Paper 2 compares surgical delivery by charitable organizations with the governmental policies examined in Paper 1. Using an agent-based model of cancer care in Uganda, the three common charitable platforms for surgical delivery—two-week “mission trips”, mobile surgical units, and free-standing specialty hospitals—are evaluated against combinations of UPF, TS, and V. Health and catastrophic expenditure are examined, as in Paper 1, in addition to two novel metrics that 1) incorporate the familial financial impact of a lack of access and 2) formalize the equitable distribution of benefits into a concentration index. I find that mobile surgical delivery platforms by non-governmental organizations can provide health and financial benefits equitably and efficiently and that they perform well when compared to health-system-strengthening policies. Other charitable platforms are equitable but less efficient than government policies. The results of this analysis also confirm the finding from Paper 1, that equitable delivery platforms must address the non-medical costs associated with getting to care.

Paper 3 tests the hypothesis that, in the setting of lethal disease, individuals value cure at all costs. A discrete choice experiment is undertaken in a nationally representative US sample of 2359 individuals. Respondents are asked to choose between two hypothetical treatments for a lethal disease, differing only in their chance of cure and their risk of bankruptcy.
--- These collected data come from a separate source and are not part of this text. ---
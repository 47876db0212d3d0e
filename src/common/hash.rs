//! Macro names are linked by hash, never by name,
//! so banks compiled in separate sessions can reference each other.

/// The key a macro is stored and referenced under.
pub type MacroHash = u32;

/// Turns a macro name into its [`MacroHash`].
/// Every bank that is linked together must be built with the same hasher,
/// and the runtime must agree with it as well.
pub trait MacroHasher {
    fn hash(&self, name: &str) -> MacroHash;
}

/// 32-bit FNV-1a over the UTF-8 bytes of the name.
#[derive(Debug, Clone, Copy, Default, PartialEq, Eq)]
pub struct Fnv1a;

const FNV_OFFSET: u32 = 0x811c_9dc5;
const FNV_PRIME: u32 = 0x0100_0193;

impl MacroHasher for Fnv1a {
    fn hash(&self, name: &str) -> MacroHash {
        name.bytes().fold(FNV_OFFSET, |hash, byte| {
            (hash ^ byte as u32).wrapping_mul(FNV_PRIME)
        })
    }
}

impl<F: Fn(&str) -> MacroHash> MacroHasher for F {
    fn hash(&self, name: &str) -> MacroHash {
        self(name)
    }
}
//! Transient datastructures built and thrown away per entry.

pub mod frame; // open conditional chains
pub mod token;
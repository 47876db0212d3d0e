use std::{
    collections::{BTreeMap, HashMap},
    fmt::{self, Display, Formatter},
};

use serde::{Deserialize, Serialize};

use crate::common::{hash::MacroHash, opcode::Instruction};

/// Represents a single compiled template entry:
/// the instructions the runtime executes to expand it.
/// Serialized instructions are packed `(opcode, argument)` pairs.
#[derive(Debug, Clone, PartialEq, Eq, Serialize, Deserialize)]
pub struct Macro {
    pub hash: MacroHash,
    #[serde(with = "packed")]
    pub instructions: Vec<Instruction>,
}

mod packed {
    use serde::{
        de::Error as _,
        ser::{Error as _, SerializeSeq},
        Deserialize, Deserializer, Serializer,
    };

    use crate::common::opcode::Instruction;

    pub fn serialize<S: Serializer>(
        instructions: &[Instruction],
        serializer: S,
    ) -> Result<S::Ok, S::Error> {
        let mut seq = serializer.serialize_seq(Some(instructions.len()))?;
        for instruction in instructions {
            let pair = instruction
                .encode()
                .ok_or_else(|| S::Error::custom(format!("`{}` does not fit in 32 bits", instruction)))?;
            seq.serialize_element(&pair)?;
        }
        seq.end()
    }

    pub fn deserialize<'de, D: Deserializer<'de>>(deserializer: D) -> Result<Vec<Instruction>, D::Error> {
        Vec::<(u8, u32)>::deserialize(deserializer)?
            .into_iter()
            .map(|(opcode, argument)| {
                Instruction::decode(opcode, argument)
                    .ok_or_else(|| D::Error::custom(format!("invalid opcode {}", opcode)))
            })
            .collect()
    }
}

impl Macro {
    pub fn new(hash: MacroHash, instructions: Vec<Instruction>) -> Macro {
        Macro { hash, instructions }
    }
}

/// The push-only literal table shared by every macro of a session.
/// Literals are identified by their index;
/// the first occurrence of a string decides its index.
#[derive(Debug, Clone, Default)]
pub struct StringTable {
    strings: Vec<String>,
    lookup: HashMap<String, usize>,
    reused: usize,
}

impl StringTable {
    pub fn new() -> StringTable {
        Default::default()
    }

    /// Given a literal, this function adds it to the table if it's new,
    /// and returns the literal's index.
    /// Hits on an existing literal are counted as reuses.
    pub fn index(&mut self, literal: &str) -> usize {
        if let Some(index) = self.lookup.get(literal) {
            self.reused += 1;
            return *index;
        }

        let index = self.strings.len();
        self.strings.push(literal.to_string());
        self.lookup.insert(literal.to_string(), index);
        index
    }

    pub fn get(&self, index: usize) -> Option<&str> {
        self.strings.get(index).map(String::as_str)
    }

    pub fn len(&self) -> usize {
        self.strings.len()
    }

    pub fn is_empty(&self) -> bool {
        self.strings.is_empty()
    }

    /// How many literals were resolved to an already present string.
    pub fn reused(&self) -> usize {
        self.reused
    }

    pub fn into_strings(self) -> Vec<String> {
        self.strings
    }
}

/// The compiled output of one session.
/// Maps macro hashes to macros, and owns the literals they reference.
#[derive(Debug, Clone, Default, PartialEq, Eq, Serialize, Deserialize)]
pub struct Bank {
    pub macros: BTreeMap<MacroHash, Macro>,
    pub strings: Vec<String>,
}

impl Bank {
    pub fn new(macros: BTreeMap<MacroHash, Macro>, strings: Vec<String>) -> Bank {
        Bank { macros, strings }
    }

    pub fn get(&self, hash: MacroHash) -> Option<&Macro> {
        self.macros.get(&hash)
    }

    pub fn contains(&self, hash: MacroHash) -> bool {
        self.macros.contains_key(&hash)
    }

    pub fn literal(&self, index: usize) -> Option<&str> {
        self.strings.get(index).map(String::as_str)
    }
}

impl Display for Bank {
    /// Disassembles every macro, resolving literal indices inline.
    fn fmt(&self, f: &mut Formatter<'_>) -> fmt::Result {
        writeln!(f, "Dumping Bank:")?;
        writeln!(f, "{} macros, {} strings", self.macros.len(), self.strings.len())?;
        for (hash, compiled) in self.macros.iter() {
            writeln!(f, "---")?;
            writeln!(f, "Macro {:#010x}", hash)?;
            for (index, instruction) in compiled.instructions.iter().enumerate() {
                write!(f, "{:>4}  {}", index, instruction)?;
                if let Instruction::AppendLiteral(i) = instruction {
                    write!(f, "\t{:?}", self.literal(*i).unwrap_or("<missing>"))?;
                }
                writeln!(f)?;
            }
        }
        Ok(())
    }
}

#[cfg(test)]
mod test {
    use super::*;

    #[test]
    fn first_occurrence_wins() {
        let mut table = StringTable::new();
        assert_eq!(table.index("hello"), 0);
        assert_eq!(table.index("world"), 1);
        assert_eq!(table.index("hello"), 0);
        assert_eq!(table.index("hello"), 0);

        assert_eq!(table.len(), 2);
        assert_eq!(table.reused(), 2);
        assert_eq!(table.get(1), Some("world"));
    }

    #[test]
    fn dump() {
        let mut macros = BTreeMap::new();
        macros.insert(1, Macro::new(1, vec![Instruction::AppendLiteral(0)]));
        let bank = Bank::new(macros, vec!["hi".to_string()]);

        let dumped = format!("{}", bank);
        assert!(dumped.contains("Macro 0x00000001"));
        assert!(dumped.contains("\"hi\""));
    }

    #[test]
    fn instructions_are_packed() {
        let compiled = Macro::new(7, vec![
            Instruction::TestMacro(0xbeef),
            Instruction::JumpIfTrue(3),
            Instruction::AppendLiteral(1),
        ]);

        let json = serde_json::to_string(&compiled).unwrap();
        assert_eq!(json, r#"{"hash":7,"instructions":[[2,48879],[5,3],[0,1]]}"#);
        assert_eq!(serde_json::from_str::<Macro>(&json).unwrap(), compiled);
    }

    #[test]
    fn invalid_packed_instructions() {
        let unknown = r#"{"hash":7,"instructions":[[9,0]]}"#;
        assert!(serde_json::from_str::<Macro>(unknown).is_err());

        let unpatched = Macro::new(7, vec![Instruction::Jump(crate::common::opcode::UNPATCHED)]);
        assert!(serde_json::to_string(&unpatched).is_err());
    }
}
I find that the resulting indifference curve is multiplicative, and that Americans are less willing to shoulder high risks of bankruptcy to increase their probability of cure than has been previously assumed. Subgroup and sensitivity analyses do not alter this relationship, although, in some groups, the preference difference between bankruptcy and cure is not statistically significant. Significantly, however, I find no evidence a preference for cure at any cost in the American population.